Barefoot Magazine
By Seikan Cech
This is the extended transcript of Charlotte Young’s interview with Seikan Cech. The shortened version (indicated in blue) is in our Winter issue.
Please can you explain about your work and what it is that you do.
You mean with the Melbourne Zen Hospice (MZH)? Well, the organisation is in its infancy now, you might say like a baby or toddler. It may have been nice to stop everything else and just be able to devote myself full-time to raising MZH, but this hasn’t been possible. So currently I also work part-time as a therapist and group leader for the Gawler Foundation, which is mostly work with cancer patients and as such very important and rewarding.
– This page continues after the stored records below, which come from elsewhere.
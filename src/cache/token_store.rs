//! Token de autenticación persistido localmente
//!
//! El flujo de login (externo a este cliente) escribe el token; aquí solo se
//! lee, y siempre en el momento de cada request (nunca se cachea).

use std::fs;
use std::io::ErrorKind;
use std::path::{Path, PathBuf};

use serde::Deserialize;
use tracing::{debug, warn};

/// Capacidad de solo lectura sobre el token bearer
pub trait TokenProvider: Send + Sync {
    fn token(&self) -> Option<String>;
}

/// Token fijo (tests y ejecuciones con `API_TOKEN`)
#[derive(Debug, Clone, Default)]
pub struct StaticToken(Option<String>);

impl StaticToken {
    pub fn new(token: impl Into<String>) -> Self {
        Self(Some(token.into()))
    }

    pub fn anonymous() -> Self {
        Self(None)
    }
}

impl TokenProvider for StaticToken {
    fn token(&self) -> Option<String> {
        self.0.clone()
    }
}

#[derive(Debug, Deserialize)]
struct StoredToken {
    #[serde(alias = "access_token")]
    token: Option<String>,
}

/// Token guardado en un archivo: texto plano o JSON `{"token": "..."}`
#[derive(Debug, Clone)]
pub struct FileTokenStore {
    path: PathBuf,
}

impl FileTokenStore {
    pub fn new(path: impl Into<PathBuf>) -> Self {
        Self { path: path.into() }
    }

    pub fn path(&self) -> &Path {
        &self.path
    }
}

impl TokenProvider for FileTokenStore {
    fn token(&self) -> Option<String> {
        let raw = match fs::read_to_string(&self.path) {
            Ok(raw) => raw,
            Err(e) if e.kind() == ErrorKind::NotFound => {
                debug!("🔑 Sin token en {}", self.path.display());
                return None;
            }
            Err(e) => {
                warn!("⚠️ No se pudo leer el token en {}: {}", self.path.display(), e);
                return None;
            }
        };
        parse_token(&raw)
    }
}

fn parse_token(raw: &str) -> Option<String> {
    let trimmed = raw.trim();
    if trimmed.starts_with('{') {
        return match serde_json::from_str::<StoredToken>(trimmed) {
            Ok(stored) => stored.token.map(|t| t.trim().to_string()).filter(|t| !t.is_empty()),
            Err(e) => {
                warn!("⚠️ Token almacenado con formato inválido: {}", e);
                None
            }
        };
    }
    Some(trimmed.to_string()).filter(|t| !t.is_empty())
}

#[cfg(test)]
mod tests {
    use super::*;

    fn temp_path(name: &str) -> PathBuf {
        std::env::temp_dir().join(format!("booking-client-{}-{}", std::process::id(), name))
    }

    #[test]
    fn test_parse_token_formats() {
        assert_eq!(parse_token("abc.def\n").as_deref(), Some("abc.def"));
        assert_eq!(parse_token(r#"{"token": "xyz"}"#).as_deref(), Some("xyz"));
        assert_eq!(parse_token(r#"{"access_token": "xyz"}"#).as_deref(), Some("xyz"));
        assert_eq!(parse_token(r#"{"token": null}"#), None);
        assert_eq!(parse_token("   "), None);
    }

    #[test]
    fn test_file_store_reads_fresh_value_each_call() {
        let path = temp_path("fresh");
        let store = FileTokenStore::new(&path);
        assert_eq!(store.token(), None);

        fs::write(&path, "primero").unwrap();
        assert_eq!(store.token().as_deref(), Some("primero"));

        fs::write(&path, r#"{"token": "segundo"}"#).unwrap();
        assert_eq!(store.token().as_deref(), Some("segundo"));

        fs::remove_file(&path).unwrap();
        assert_eq!(store.token(), None);
    }

    #[test]
    fn test_static_token() {
        assert_eq!(StaticToken::new("t0k3n").token().as_deref(), Some("t0k3n"));
        assert_eq!(StaticToken::anonymous().token(), None);
    }
}
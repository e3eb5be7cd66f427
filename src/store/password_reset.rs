//! Asistente de recuperación de contraseña
//!
//! Máquina de estados `Email → Code → NewPassword → Success`. Cada paso se
//! divide en `submit_*`, que valida y devuelve el request a enviar, y
//! `on_*`, que aplica la respuesta del backend. La cuenta atrás del código
//! es solo un gate de UX; el servidor decide la expiración real.

use std::fmt;

use serde::Serialize;
use tracing::{debug, info};

use crate::dto::password_reset_dto::{
    RequestCodeRequest, RequestCodeResponse, SetNewPasswordRequest, SetNewPasswordResponse,
    VerifyCodeRequest, VerifyCodeResponse,
};
use crate::utils::errors::{AppError, AppResult};
use crate::utils::validation::{
    message_of, validate_email, validate_password_strength, validate_reset_code, PasswordChecks,
    RESET_CODE_LENGTH,
};

pub const MAX_VERIFY_ATTEMPTS: u32 = 3;
pub const CODE_EXPIRED: &str = "El código ha expirado. Solicita uno nuevo.";
pub const ATTEMPTS_EXHAUSTED: &str = "Has agotado los intentos. Solicita un nuevo código.";
pub const PASSWORDS_DONT_MATCH: &str = "Las contraseñas no coinciden";
const REQUEST_FALLBACK: &str = "No se pudo enviar el código";
const VERIFY_FALLBACK: &str = "Código incorrecto";
const SET_PASSWORD_FALLBACK: &str = "No se pudo actualizar la contraseña";

#[derive(Debug, Clone, Copy, PartialEq, Eq, Serialize)]
#[serde(rename_all = "kebab-case")]
pub enum PasoReset {
    Email,
    Code,
    NewPassword,
    Success,
}

/// Cuenta atrás del código; `Verified` la congela
#[derive(Debug, Clone, Copy, PartialEq, Eq, Serialize)]
pub enum CodeCountdown {
    Running(u32),
    Verified,
}

impl CodeCountdown {
    pub fn is_expired(&self) -> bool {
        matches!(self, CodeCountdown::Running(0))
    }

    pub fn remaining(&self) -> Option<u32> {
        match self {
            CodeCountdown::Running(seconds) => Some(*seconds),
            CodeCountdown::Verified => None,
        }
    }
}
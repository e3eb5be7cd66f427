//! Listado de usuarios para la administración
//!
//! Es una lectura idempotente, así que los errores transitorios (timeouts y
//! HTTP 500) se reintentan con la política configurada.

use std::sync::Arc;

use tracing::info;

use crate::client::ApiClient;
use crate::dto::usuario_dto::UsuariosPayload;
use crate::models::pagination::offset_for;
use crate::models::usuario::UsuariosPage;
use crate::utils::errors::AppResult;
use crate::utils::retry::{retry_with_backoff, RetryPolicy};

#[derive(Clone)]
pub struct AdminUsersService {
    client: Arc<ApiClient>,
    retry: RetryPolicy,
    page_size: u32,
}

impl AdminUsersService {
    pub fn new(client: Arc<ApiClient>, retry: RetryPolicy, page_size: u32) -> Self {
        Self {
            client,
            retry,
            page_size: page_size.max(1),
        }
    }

    /// Parámetros de consulta del listado
    pub fn query(&self, page: u32, search: Option<&str>) -> Vec<(String, String)> {
        let mut query = vec![
            ("limit".to_string(), self.page_size.to_string()),
            ("offset".to_string(), offset_for(page, self.page_size).to_string()),
        ];
        if let Some(search) = search.map(str::trim).filter(|s| !s.is_empty()) {
            query.push(("search".to_string(), search.to_string()));
        }
        query
    }

    pub async fn listar_usuarios(&self, page: u32, search: Option<&str>) -> AppResult<UsuariosPage> {
        let query = self.query(page, search);
        let client = &self.client;

        let payload: UsuariosPayload = retry_with_backoff(&self.retry, |attempt| {
            let query = query.clone();
            async move {
                info!("👥 Cargando usuarios (página {}, intento {})", page, attempt);
                client.get_json("/admin/users", &query).await
            }
        })
        .await?;

        Ok(payload.into())
    }
}
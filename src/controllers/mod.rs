//! Controllers module
//!
//! Capas asíncronas que conectan los stores con los servicios HTTP y
//! gestionan los temporizadores de la UI.

pub mod password_reset_controller;
pub mod reservas_controller;

pub use password_reset_controller::PasswordResetController;
pub use reservas_controller::{ReservasController, ReservasTimings, ReservasView};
And I also do some work with, well, people at different crossroads or in situations that require change—drug dependence, chronic anxiety or depression, ways of coping with chronic pain. So I suppose I am involved in different things, but you could also say that it’s actually one thing. Presently I’m able to use about half of my time for MZH, and over the next few years, I look forward to being able to just do MZH work. It’s a gradual process of transition. So what is it that MZH does? Well, we’re an organisation working with people who are dying, and this also includes their carers and families. Perhaps more accurately, our approach is less about working with the dying and more about just being with them, which necessarily means also just being with ourselves. The realm of death and dying is often most appropriately one of being, rather than doing, but it’s easy to forget this because we’re so used to “fixing” things.